Asinabka has also been an important site for Indigenous activism.

View the Map

The map is but a guide. There is no ‘direct’ or ‘correct’ route through the sites the map takes you to. You are invited to find your own path as well as revisit the same locations when the seasons change, the wind shifts, and the sounds and smells are different.

With the assistance of digital technology, the WTRM Tour can be taken by being physically present in the land but it is not a requirement. There are multiple ways you can enter into the story being told and many ways for new perspectives of the land revealed. And those perspectives can be applied to other places and situations.

The photographic images embedded in the WTRM Map cover Jeff’s practice starting from 1992, upon Jeff’s encounter with the Samuel de Champlain monument and the Anishinabe Scout, until now and may also be added to as Jeff continues his engagement with this region.

About The Project

The Where the Rivers Meet Tour website portal is part of a larger ongoing conversation between Jeff Thomas and digital designer and writer Leah Snyder (The L. Project). Their engagement with each other’s work began in the Summer 2013 when Leah came to Ottawa to cover and write on the events of Sakahàn: International Indigenous Art at the National Gallery of Canada (NGC) for her online magazine Mixed Bag Mag.
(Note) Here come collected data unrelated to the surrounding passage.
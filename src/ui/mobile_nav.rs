// SPDX-License-Identifier: MPL-2.0
//! Full-window navigation overlay for compact windows.
//!
//! Opened from the menu button that replaces the header links when the
//! window is narrow. It holds a wrapping [`FocusTrap`]: Tab never leaves the
//! overlay, the first link gets focus shortly after opening, and Escape
//! closes it and hands focus back to the menu button. The services entry
//! expands an inline submenu instead of a dropdown.

use crate::content::Catalog;
use crate::domain::focus::{EdgeBehavior, FocusTrap, TabOutcome};
use crate::i18n::fluent::I18n;
use crate::ui::design_tokens::{sizing, spacing, typography};
use crate::ui::focus::{KeyInput, PageTarget};
use crate::ui::styles;
use iced::widget::{button, mouse_area, Column, Container, Row, Space, Stack, Text};
use iced::{Element, Length};

/// Focusable controls inside the overlay, in Tab order.
#[derive(Debug, Clone, Copy, PartialEq, Eq, Hash)]
pub enum MobileNavTarget {
    Link(usize),
    ServicesToggle,
    Service(usize),
    Close,
}

/// Tab order for `catalog`; services appear only while expanded.
#[must_use]
pub fn targets_for(catalog: &Catalog, services_open: bool) -> Vec<MobileNavTarget> {
    let mut targets = Vec::new();
    for (index, link) in catalog.nav_links().iter().enumerate() {
        if link.has_services {
            targets.push(MobileNavTarget::ServicesToggle);
            if services_open {
                targets.extend((0..catalog.services().len()).map(MobileNavTarget::Service));
            }
        } else {
            targets.push(MobileNavTarget::Link(index));
        }
    }
    targets.push(MobileNavTarget::Close);
    targets
}

#[derive(Debug, Clone, Copy, PartialEq, Eq)]
pub enum Message {
    LinkPressed(usize),
    ToggleServices,
    ServicePressed(usize),
    ClosePressed,
    /// Press on the dimmed area beside the panel.
    BackdropPressed,
    /// Swallows presses on the panel so they do not reach the backdrop.
    PanelPressed,
    Key(KeyInput),
    /// Deferred focus of the first link after opening.
    FocusFirst,
}

/// Events propagated to the parent application.
#[derive(Debug, Clone, PartialEq, Eq)]
pub enum Event {
    None,
    Closed {
        restore_focus: Option<PageTarget>,
    },
    LinkActivated {
        href: String,
        restore_focus: Option<PageTarget>,
    },
}

#[derive(Debug, Default)]
pub struct State {
    trap: Option<FocusTrap<MobileNavTarget, PageTarget>>,
    services_open: bool,
}

impl State {
    /// Opens the overlay with focus on its container.
    ///
    /// Returns false if it was already open.
    pub fn open(&mut self, catalog: &Catalog, restore_to: Option<PageTarget>) -> bool {
        if self.trap.is_some() {
            return false;
        }
        self.services_open = false;
        self.trap = Some(FocusTrap::engage(
            restore_to,
            targets_for(catalog, false),
            EdgeBehavior::Wrap,
        ));
        true
    }

    /// Closes the overlay and hands back the captured focus target.
    ///
    /// Returns [`Event::None`] when already closed.
    pub fn close(&mut self) -> Event {
        match self.trap.take() {
            Some(trap) => {
                self.services_open = false;
                Event::Closed {
                    restore_focus: trap.release(),
                }
            }
            None => Event::None,
        }
    }

    #[must_use]
    pub fn is_open(&self) -> bool {
        self.trap.is_some()
    }

    #[must_use]
    pub fn is_services_open(&self) -> bool {
        self.services_open
    }

    #[must_use]
    pub fn focused(&self) -> Option<MobileNavTarget> {
        self.trap.as_ref().and_then(FocusTrap::focused)
    }

    #[must_use]
    pub fn restore_target(&self) -> Option<PageTarget> {
        self.trap.as_ref().and_then(|trap| trap.restore_target().copied())
    }

    fn focus(&mut self, target: MobileNavTarget) {
        if let Some(trap) = self.trap.as_mut() {
            trap.focus(target);
        }
    }

    fn toggle_services(&mut self, catalog: &Catalog) {
        self.services_open = !self.services_open;
        if let Some(trap) = self.trap.as_mut() {
            trap.set_targets(targets_for(catalog, self.services_open));
            trap.focus(MobileNavTarget::ServicesToggle);
        }
    }

    /// Closes and reports `href` for navigation.
    fn activate(&mut self, href: &str) -> Event {
        match self.close() {
            Event::Closed { restore_focus } => Event::LinkActivated {
                href: href.to_string(),
                restore_focus,
            },
            other => other,
        }
    }
}

/// Process a mobile navigation message and return the corresponding event.
pub fn update(state: &mut State, message: Message, catalog: &Catalog) -> Event {
    if !state.is_open() {
        return Event::None;
    }

    match message {
        Message::LinkPressed(index) => match catalog.nav_links().get(index) {
            Some(link) => state.activate(&link.href),
            None => Event::None,
        },
        Message::ServicePressed(index) => match catalog.services().get(index) {
            Some(service) => state.activate(&service.href),
            None => Event::None,
        },
        Message::ToggleServices => {
            state.toggle_services(catalog);
            Event::None
        }
        Message::ClosePressed | Message::BackdropPressed => state.close(),
        Message::PanelPressed => Event::None,
        Message::FocusFirst => {
            if let Some(first) = targets_for(catalog, state.services_open).first() {
                state.focus(*first);
            }
            Event::None
        }
        Message::Key(key) => handle_key(state, key, catalog),
    }
}

fn handle_key(state: &mut State, key: KeyInput, catalog: &Catalog) -> Event {
    match key {
        KeyInput::Escape => state.close(),
        KeyInput::Tab { shift } => {
            if let Some(trap) = state.trap.as_mut() {
                match trap.handle_tab(shift) {
                    TabOutcome::Moved(_) | TabOutcome::Unchanged => {}
                    // Wrapping traps never release.
                    TabOutcome::Released => {}
                }
            }
            Event::None
        }
        KeyInput::Activate => match state.focused() {
            Some(MobileNavTarget::Link(index)) => {
                update(state, Message::LinkPressed(index), catalog)
            }
            Some(MobileNavTarget::ServicesToggle) => {
                update(state, Message::ToggleServices, catalog)
            }
            Some(MobileNavTarget::Service(index)) => {
                update(state, Message::ServicePressed(index), catalog)
            }
            Some(MobileNavTarget::Close) => state.close(),
            None => Event::None,
        },
        KeyInput::ArrowLeft | KeyInput::ArrowRight | KeyInput::ArrowUp | KeyInput::ArrowDown => {
            Event::None
        }
    }
}

/// Contextual data needed to render the overlay.
pub struct ViewContext<'a> {
    pub i18n: &'a I18n,
    pub catalog: &'a Catalog,
}

/// Renders the overlay, or nothing when closed.
pub fn view<'a>(state: &'a State, ctx: ViewContext<'a>) -> Option<Element<'a, Message>> {
    if !state.is_open() {
        return None;
    }
    let focused = state.focused();

    let mut links = Column::new().spacing(spacing::XS);
    for (index, link) in ctx.catalog.nav_links().iter().enumerate() {
        if link.has_services {
            let indicator = if state.is_services_open() { "▴" } else { "▾" };
            links = links.push(entry(
                format!("{} {indicator}", link.name),
                Message::ToggleServices,
                focused == Some(MobileNavTarget::ServicesToggle),
            ));
            if state.is_services_open() {
                links = links.push(services(ctx.catalog, focused));
            }
        } else {
            links = links.push(entry(
                link.name.clone(),
                Message::LinkPressed(index),
                focused == Some(MobileNavTarget::Link(index)),
            ));
        }
    }

    let close = button(Text::new(ctx.i18n.tr("nav-close-menu")).size(typography::BODY))
        .on_press(Message::ClosePressed)
        .padding([spacing::XS, spacing::SM])
        .style(styles::button::primary(focused == Some(MobileNavTarget::Close)));

    let panel = Container::new(
        Column::new()
            .spacing(spacing::LG)
            .push(Text::new(ctx.i18n.tr("nav-mobile-menu")).size(typography::TITLE_SM))
            .push(links)
            .push(close),
    )
    .padding(spacing::LG)
    .width(Length::Fixed(sizing::MOBILE_NAV_WIDTH))
    .height(Length::Fill)
    .style(styles::container::mobile_nav_panel(state.focused().is_none()));

    let backdrop = mouse_area(
        Container::new(Space::new())
            .width(Length::Fill)
            .height(Length::Fill)
            .style(styles::container::backdrop),
    )
    .on_press(Message::BackdropPressed);

    let layout = Row::new()
        .push(mouse_area(panel).on_press(Message::PanelPressed))
        .push(Space::new().width(Length::Fill));

    Some(Stack::new().push(backdrop).push(layout).into())
}

fn entry<'a>(label: String, message: Message, focused: bool) -> Element<'a, Message> {
    button(Text::new(label).size(typography::BODY_LG))
        .on_press(message)
        .padding([spacing::XS, spacing::SM])
        .width(Length::Fill)
        .style(styles::button::link(focused))
        .into()
}

fn services<'a>(catalog: &'a Catalog, focused: Option<MobileNavTarget>) -> Element<'a, Message> {
    let items = catalog.services().iter().enumerate().fold(
        Column::new().spacing(spacing::XXS),
        |column, (index, service)| {
            column.push(
                button(Text::new(service.name.as_str()).size(typography::BODY))
                    .on_press(Message::ServicePressed(index))
                    .padding([spacing::XXS, spacing::SM])
                    .width(Length::Fill)
                    .style(styles::button::link(
                        focused == Some(MobileNavTarget::Service(index)),
                    )),
            )
        },
    );
    Container::new(items).padding([0.0, spacing::MD]).into()
}
// SPDX-License-Identifier: MPL-2.0
//! Light/Dark/System theme selection.

use crate::ui::design_tokens::{opacity, palette};
use iced::{Color, Theme};
use serde::{Deserialize, Serialize};

/// Color roles used by the custom styles.
#[derive(Debug, Clone)]
pub struct ColorScheme {
    pub surface_primary: Color,
    pub surface_secondary: Color,

    pub text_primary: Color,
    pub text_secondary: Color,

    pub brand_primary: Color,
    pub focus_ring: Color,

    pub warning: Color,

    pub backdrop: Color,
    pub backdrop_text: Color,
}

impl ColorScheme {
    #[must_use]
    pub fn light() -> Self {
        Self {
            surface_primary: palette::WHITE,
            surface_secondary: palette::GRAY_100,

            text_primary: palette::GRAY_900,
            text_secondary: palette::GRAY_700,

            brand_primary: palette::PRIMARY_500,
            focus_ring: palette::PRIMARY_600,

            warning: palette::WARNING_500,

            backdrop: Color {
                a: opacity::BACKDROP,
                ..palette::BLACK
            },
            backdrop_text: palette::WHITE,
        }
    }

    #[must_use]
    pub fn dark() -> Self {
        Self {
            surface_primary: palette::GRAY_900,
            surface_secondary: Color::from_rgb(0.122, 0.161, 0.216),

            text_primary: palette::WHITE,
            text_secondary: palette::GRAY_200,

            brand_primary: palette::PRIMARY_400,
            focus_ring: palette::PRIMARY_400,

            warning: palette::WARNING_500,

            backdrop: Color {
                a: opacity::BACKDROP,
                ..palette::BLACK
            },
            backdrop_text: palette::WHITE,
        }
    }

    /// Picks the scheme matching the Iced theme in use.
    #[must_use]
    pub fn for_theme(theme: &Theme) -> Self {
        if theme.extended_palette().is_dark {
            Self::dark()
        } else {
            Self::light()
        }
    }
}

#[derive(Debug, Clone, Copy, PartialEq, Eq, Default, Serialize, Deserialize)]
#[serde(rename_all = "lowercase")]
pub enum ThemeMode {
    Light,
    Dark,
    #[default]
    System,
}

impl ThemeMode {
    /// `System` asks the desktop through `dark-light`.
    #[must_use]
    pub fn is_dark(self) -> bool {
        match self {
            ThemeMode::Light => false,
            ThemeMode::Dark => true,
            // Detection errors count as dark.
            ThemeMode::System => !matches!(dark_light::detect(), Ok(dark_light::Mode::Light)),
        }
    }

    #[must_use]
    pub fn to_iced_theme(self) -> Theme {
        if self.is_dark() {
            Theme::Dark
        } else {
            Theme::Light
        }
    }
}

#[cfg(test)]
mod tests {
    use super::*;

    #[test]
    fn light_theme_has_light_surface() {
        assert!(ColorScheme::light().surface_primary.r > 0.9);
    }

    #[test]
    fn dark_theme_has_dark_surface() {
        assert!(ColorScheme::dark().surface_primary.r < 0.2);
    }

    #[test]
    fn scheme_follows_iced_theme() {
        assert!(ColorScheme::for_theme(&Theme::Dark).surface_primary.r < 0.2);
        assert!(ColorScheme::for_theme(&Theme::Light).surface_primary.r > 0.9);
    }

    #[test]
    fn explicit_modes_map_to_iced_themes() {
        assert_eq!(ThemeMode::Light.to_iced_theme(), Theme::Light);
        assert_eq!(ThemeMode::Dark.to_iced_theme(), Theme::Dark);
        // System depends on the host; just make sure it resolves.
        let _ = ThemeMode::System.to_iced_theme();
    }

    #[test]
    fn theme_mode_serializes_lowercase() {
        #[derive(Serialize, Deserialize)]
        struct Wrapper {
            mode: ThemeMode,
        }
        let toml = toml::to_string(&Wrapper {
            mode: ThemeMode::Dark,
        })
        .expect("serialize");
        assert!(toml.contains("mode = \"dark\""));
        let parsed: Wrapper = toml::from_str("mode = \"system\"").expect("deserialize");
        assert_eq!(parsed.mode, ThemeMode::System);
    }
}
Leah’s own research on the deconstructing of national narratives in a digital era, particularly with regards to cyberspace as a site for activism, advocacy and negotiating for social justice, aligned with Jeff’s own research and artistic practice. Since that time Leah has produced multiple online portals featuring as well as archiving Jeff’s work.

Like Jeff, Leah’s encounter with the Champlain Monument at Nepean Point and the Anishinabe Scout, then relocated to a more secluded area of Major’s Hill Park, left a deep impression. Also like Jeff, Leah relocated to the region after experiencing a resonance with what the land here offers.

The WTRM Tour is a continuation of their iterative collaboration process that considers how digital tools can contribute to storytelling as well as contribute to Indigenous presence in places where that presence has been erased and obscured.

It is the hope of both Jeff and Leah that the WTRM Tour deepens the visitor’s understanding of this region through an engagement that can either be embodied on the land or experienced at a distance and that whichever way one comes to the WTRM Tour, one leaves with an important shifting of perspective.